[
https://issues.apache.org/jira/browse/CASSANDRA-3269?page=com.atlassian.jira.plugin.system.issuetabpanels:comment-tabpanel&focusedCommentId=13119937#comment-13119937
]
Sylvain Lebresne commented on CASSANDRA-3269:
---------------------------------------------
{noformat}
switchlock.writelock.lock();
ctx = Commitlog.instance.getContext(); // returns 0
/// now the logRecordAdder is executed , and advances the position to 199;
{noformat}
That could (should) not happen. The commit log is mono-threaded by mean of its
executor. And every action on the commit log happens in a task on that
executor. In particular Commitlog.instance.getContext() push a task on the
commit log executor. This means that a logRecordAdder that has been pushed
before the switchlock is grabbed for the flush cannot return a position that is
after the position return by getContext() at the beginning of the flush (i.e,
it either return a greater position in the same segment or a position in a
newer segment). So thanks to the switchlock (that stops writes momentarily), we
know that that the ctx position for the flush is after every write that has
been done in the memtable we are flushing.

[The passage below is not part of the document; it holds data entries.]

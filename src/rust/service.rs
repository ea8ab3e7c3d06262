use std::fmt;

use log::{debug, error, info, warn};
use serde::{Deserialize, Serialize};

use crate::artifacts::{ArtifactError, Artifacts};
use crate::loader::{load_artifacts, ArtifactPaths};
use crate::normalize::normalize;

/// Whether the artifacts are available for inference.
///
/// Decided once at startup and never changed afterwards.
#[derive(Debug, Clone)]
pub enum Readiness {
    NotReady,
    Ready(Artifacts),
}

/// Reported by the health check.
#[derive(Debug, Clone, Copy, PartialEq, Eq, Serialize, Deserialize)]
pub enum HealthStatus {
    #[serde(rename = "ok")]
    Ok,
    #[serde(rename = "model not loaded")]
    ModelNotLoaded,
}

impl HealthStatus {
    pub fn as_str(&self) -> &'static str {
        match self {
            Self::Ok => "ok",
            Self::ModelNotLoaded => "model not loaded",
        }
    }
}

impl fmt::Display for HealthStatus {
    fn fmt(&self, f: &mut fmt::Formatter<'_>) -> fmt::Result {
        f.write_str(self.as_str())
    }
}

/// A decoded category for one description.
#[derive(Debug, Clone, PartialEq, Eq, Serialize, Deserialize)]
pub struct Prediction {
    /// The description exactly as it was submitted.
    pub description: String,
    pub prediction: String,
}

#[derive(Debug, thiserror::Error)]
pub enum PredictError {
    #[error("Model components not loaded. Check if model files exist.")]
    NotReady,
    #[error(transparent)]
    Inference(#[from] ArtifactError),
}

impl Readiness {
    /// Loads the artifacts once. A failure is logged and leaves the service
    /// `NotReady` instead of aborting startup.
    pub fn load(paths: &ArtifactPaths) -> Self {
        if !paths.all_present() {
            warn!("One or more artifact files are missing");
        }
        match load_artifacts(paths) {
            Ok(artifacts) => {
                info!("Model and components loaded successfully");
                Self::Ready(artifacts)
            }
            Err(e) => {
                error!("Error loading model components: {}", e);
                error!("Make sure the artifact files exist before starting the server");
                Self::NotReady
            }
        }
    }

    pub fn is_ready(&self) -> bool {
        matches!(self, Self::Ready(_))
    }

    pub fn health(&self) -> HealthStatus {
        match self {
            Self::Ready(_) => HealthStatus::Ok,
            Self::NotReady => HealthStatus::ModelNotLoaded,
        }
    }

    /// Normalizes, vectorizes, classifies and decodes one description.
    pub fn predict(&self, description: &str) -> Result<Prediction, PredictError> {
        let artifacts = match self {
            Self::Ready(artifacts) => artifacts,
            Self::NotReady => return Err(PredictError::NotReady),
        };

        let cleaned = normalize(description);
        debug!("Normalized {:?} to {:?}", description, cleaned);

        let features = artifacts.vectorizer.transform(&[cleaned.as_str()])?;
        let class_id = artifacts
            .classifier
            .predict(&features)?
            .first()
            .copied()
            .ok_or(ArtifactError::NoOutput("classifier"))?;
        let label = artifacts
            .label_encoder
            .inverse_transform(&[class_id])?
            .into_iter()
            .next()
            .ok_or(ArtifactError::NoOutput("label encoder"))?;
        debug!("Predicted class {} ({})", class_id, label);

        Ok(Prediction {
            description: description.to_string(),
            prediction: label,
        })
    }
}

Now we call discardCompletedSegments later, so what can happen is that there
has been writes to the commit log between the time we had grabbed that flush
position and the time discardCompletedSegments is called. That is the goal of
CL.lastWrite. If when we discard segments, there has been no write on this
segment after the flush position we are considering, then the segment can be
turnOff, otherwise there is still "active" write for the column family so we
don't turn it off. But if that happens (i.e, if lastWrite >= flushPosition), it
means that the writes have been done in a newer memtable than the one we just
flushed. So the segment will be turnOff when the flush for that newer memtable
happens.
{quote}
you see that LocationInfo being flushed already, twice, once at position 0,
once at 174, then right after that, it tries to discard the segment, but
complains that it's dirty, and the only dirty bit is locationInfo itself. that
is the part that doesn't sound right.
{quote}
That log is not fully conclusive, because it is entirely possible that there
has been some write to that commit log after the second flush position. In
which case it's ok to not unmark LocationInfo.

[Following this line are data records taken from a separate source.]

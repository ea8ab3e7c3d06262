use lazy_static::lazy_static;
use regex::Regex;

lazy_static! {
    static ref DIGITS: Regex = Regex::new(r"\d+").unwrap();
    // Information separators count as whitespace as well
    static ref WHITESPACE: Regex = Regex::new(r"[\s\x1c-\x1f]+").unwrap();
}

/// Canonical form of a description, matching the cleaning the artifacts were
/// trained on.
///
/// Applied in this order:
/// 1. lowercase
/// 2. strip decimal digits
/// 3. strip ASCII punctuation
/// 4. collapse whitespace runs to a single space
/// 5. trim
///
/// ```rust
/// use case_classifier::normalize;
///
/// assert_eq!(normalize("Invoice #123, URGENT!!"), "invoice urgent");
/// ```
pub fn normalize(text: impl AsRef<str>) -> String {
    let text = text.as_ref().to_lowercase();
    let text = DIGITS.replace_all(&text, "");
    let text: String = text.chars().filter(|c| !c.is_ascii_punctuation()).collect();
    WHITESPACE.replace_all(&text, " ").trim_matches(' ').to_string()
}

#[cfg(test)]
mod tests {
    use super::*;

    #[test]
    fn test_reference_example() {
        assert_eq!(normalize("Invoice #123, URGENT!!"), "invoice urgent");
    }

    #[test]
    fn test_whitespace_is_collapsed_and_trimmed() {
        assert_eq!(normalize("  Wire\t\ttransfer \n to   vendor  "), "wire transfer to vendor");
    }

    #[test]
    fn test_punctuation_between_words_joins_them() {
        assert_eq!(normalize("e-mail re:contract"), "email recontract");
    }

    #[test]
    fn test_empty_and_blank_input() {
        assert_eq!(normalize(""), "");
        assert_eq!(normalize(" \t\n "), "");
        assert_eq!(normalize("1234 !!!"), "");
    }

    #[test]
    fn test_information_separators_are_whitespace() {
        assert_eq!(normalize("a\x1f\x1fb"), "a b");
        assert_eq!(normalize("\x1c lease \x1d\x1e dispute\x1f"), "lease dispute");
    }

    #[test]
    fn test_unicode_is_kept() {
        assert_eq!(normalize("Écrit à Zürich"), "écrit à zürich");
    }

    #[test]
    fn test_non_ascii_digits_are_removed() {
        assert_eq!(normalize("case ٣٤ filed"), "case filed");
    }
}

In particular, the last line of the log:
{noformat}
DEBUG [COMMIT-LOG-WRITER] 2011-10-02 04:22:59,573 CommitLog.java (line 502) Not
safe to delete commit log
CommitLogSegment(/mnt/cass/lib/cassandra/commitlog/CommitLog-1317524063739.log);
dirty is LocationInfo (0), ; hasNext: false
{norormat}
shows that the segment is the active one (hasNext == false), so it's perfectly
reasonable to think there has been some write since position 174. The log is
missing the value of lastWrite in the message to be able to say if it's the
case.
> accumulated 100GB of commit logs
> --------------------------------
>
> Key: CASSANDRA-3269
> URL: https://issues.apache.org/jira/browse/CASSANDRA-3269
> Project: Cassandra
> Issue Type: Bug
> Affects Versions: 1.0.0
> Reporter: Yang Yang
> Assignee: Sylvain Lebresne
> Priority: Critical
> Fix For: 1.0.0
>
> Attachments: 3269-v2.txt, 3269-v3.txt, 3269.patch
>
>
> I ran my cluster for about 2 days. the cluster has 2 nodes. I restarted one
> box several times, and the other one was always running. the one always
> running ended up accumulating 100GB of commit logs.

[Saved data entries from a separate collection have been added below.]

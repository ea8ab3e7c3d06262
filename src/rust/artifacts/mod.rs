//! Inference halves of the three externally trained artifacts.
//!
//! The request path only depends on the [`Vectorizer`], [`Classifier`] and
//! [`LabelDecoder`] traits. The concrete types in this module read the JSON
//! documents exported by the training pipeline.

use std::fmt;
use std::sync::Arc;

use ndarray::Array2;

pub mod error;
pub mod label_encoder;
pub mod model;
pub(crate) mod utils;
pub mod vectorizer;

pub use error::ArtifactError;
pub use label_encoder::LabelEncoder;
pub use model::{ClassifierModel, LinearModel, NaiveBayesModel};
pub use vectorizer::{Norm, TextVectorizer};

/// Turns a batch of normalized documents into a `(batch, n_features)` matrix.
pub trait Vectorizer: fmt::Debug + Send + Sync {
    fn transform(&self, documents: &[&str]) -> Result<Array2<f64>, ArtifactError>;

    fn n_features(&self) -> usize;
}

/// Maps every row of a feature matrix to a class id.
pub trait Classifier: fmt::Debug + Send + Sync {
    fn predict(&self, features: &Array2<f64>) -> Result<Vec<i64>, ArtifactError>;

    fn n_features(&self) -> usize;

    /// Every class id `predict` can return.
    fn classes(&self) -> &[i64];
}

/// Maps class ids back to human readable category names.
pub trait LabelDecoder: fmt::Debug + Send + Sync {
    fn inverse_transform(&self, ids: &[i64]) -> Result<Vec<String>, ArtifactError>;

    fn n_classes(&self) -> usize;
}

/// The three loaded artifacts. Immutable once built and cheap to clone.
#[derive(Debug, Clone)]
pub struct Artifacts {
    pub classifier: Arc<dyn Classifier>,
    pub vectorizer: Arc<dyn Vectorizer>,
    pub label_encoder: Arc<dyn LabelDecoder>,
}

// Compile-time verification of thread-safety
const _: () = {
    fn assert_send_sync<T: Send + Sync>() {}
    fn verify_thread_safety() {
        assert_send_sync::<Artifacts>();
    }
};

impl Artifacts {
    /// Bundles the artifacts without checking that they fit together.
    pub fn new(
        classifier: Arc<dyn Classifier>,
        vectorizer: Arc<dyn Vectorizer>,
        label_encoder: Arc<dyn LabelDecoder>,
    ) -> Self {
        Self {
            classifier,
            vectorizer,
            label_encoder,
        }
    }

    /// Bundles the artifacts after checking that the vectorizer output fits the
    /// classifier input and that every class id can be decoded.
    pub fn validated(
        classifier: Arc<dyn Classifier>,
        vectorizer: Arc<dyn Vectorizer>,
        label_encoder: Arc<dyn LabelDecoder>,
    ) -> Result<Self, ArtifactError> {
        if vectorizer.n_features() != classifier.n_features() {
            return Err(ArtifactError::FeatureMismatch {
                expected: classifier.n_features(),
                actual: vectorizer.n_features(),
            });
        }
        let n_classes = label_encoder.n_classes();
        if let Some(&id) = classifier
            .classes()
            .iter()
            .find(|&&id| usize::try_from(id).map_or(true, |idx| idx >= n_classes))
        {
            return Err(ArtifactError::UnseenLabel(id));
        }
        Ok(Self::new(classifier, vectorizer, label_encoder))
    }
}
use std::sync::Arc;

use anyhow::Context;
use case_classifier::{init_logger, server, Args, Readiness, ServerConfig};
use clap::Parser;
use log::info;
use tokio::net::TcpListener;

#[tokio::main]
async fn main() -> anyhow::Result<()> {
    let config = ServerConfig::from(Args::parse());
    init_logger(config.log_filter());

    info!("=== Starting case classifier ===");

    // Artifacts are loaded exactly once, before the listener accepts traffic
    let readiness = Arc::new(Readiness::load(&config.artifacts));
    info!("Health status: {}", readiness.health());

    let address = config.bind_address();
    let listener = TcpListener::bind(&address)
        .await
        .with_context(|| format!("Failed to bind {}", address))?;
    info!("Listening on http://{}", listener.local_addr()?);

    server::serve(listener, readiness, server::shutdown_signal())
        .await
        .context("Server error")?;

    info!("=== Server stopped ===");
    Ok(())
}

> this is 1.0.0 code from about Sept 15 in github. I kept the original setting
> for
> #commitlog_total_space_in_mb: 4096
> i.e. commented out
> here is some sample of the output:
> -rw-r--r-- 1 yyang yyang 134217857 2011-09-28 03:51
> CommitLog-1317181834810.log
> -rw-r--r-- 1 yyang yyang 134217869 2011-09-28 03:50
> CommitLog-1317181764105.log
> -rw-r--r-- 1 yyang yyang 134217783 2011-09-28 03:49
> CommitLog-1317181694633.log
> -rw-r--r-- 1 yyang yyang 134217750 2011-09-28 02:39
> CommitLog-1317176955102.log
> yyang@ip-10-71-21-46:/mnt/cass/log/cassandra$ ls -lt
> /mnt/cass/lib//cassandra/commitlog/|wc -l
> 727
> yyang@ip-10-71-21-46:/mnt/cass/log/cassandra$ du -s
> /mnt/cass/lib/cassandra/commitlog/
> 95095316 /mnt/cass/lib/cassandra/commitlog/
--
This message is automatically generated by JIRA.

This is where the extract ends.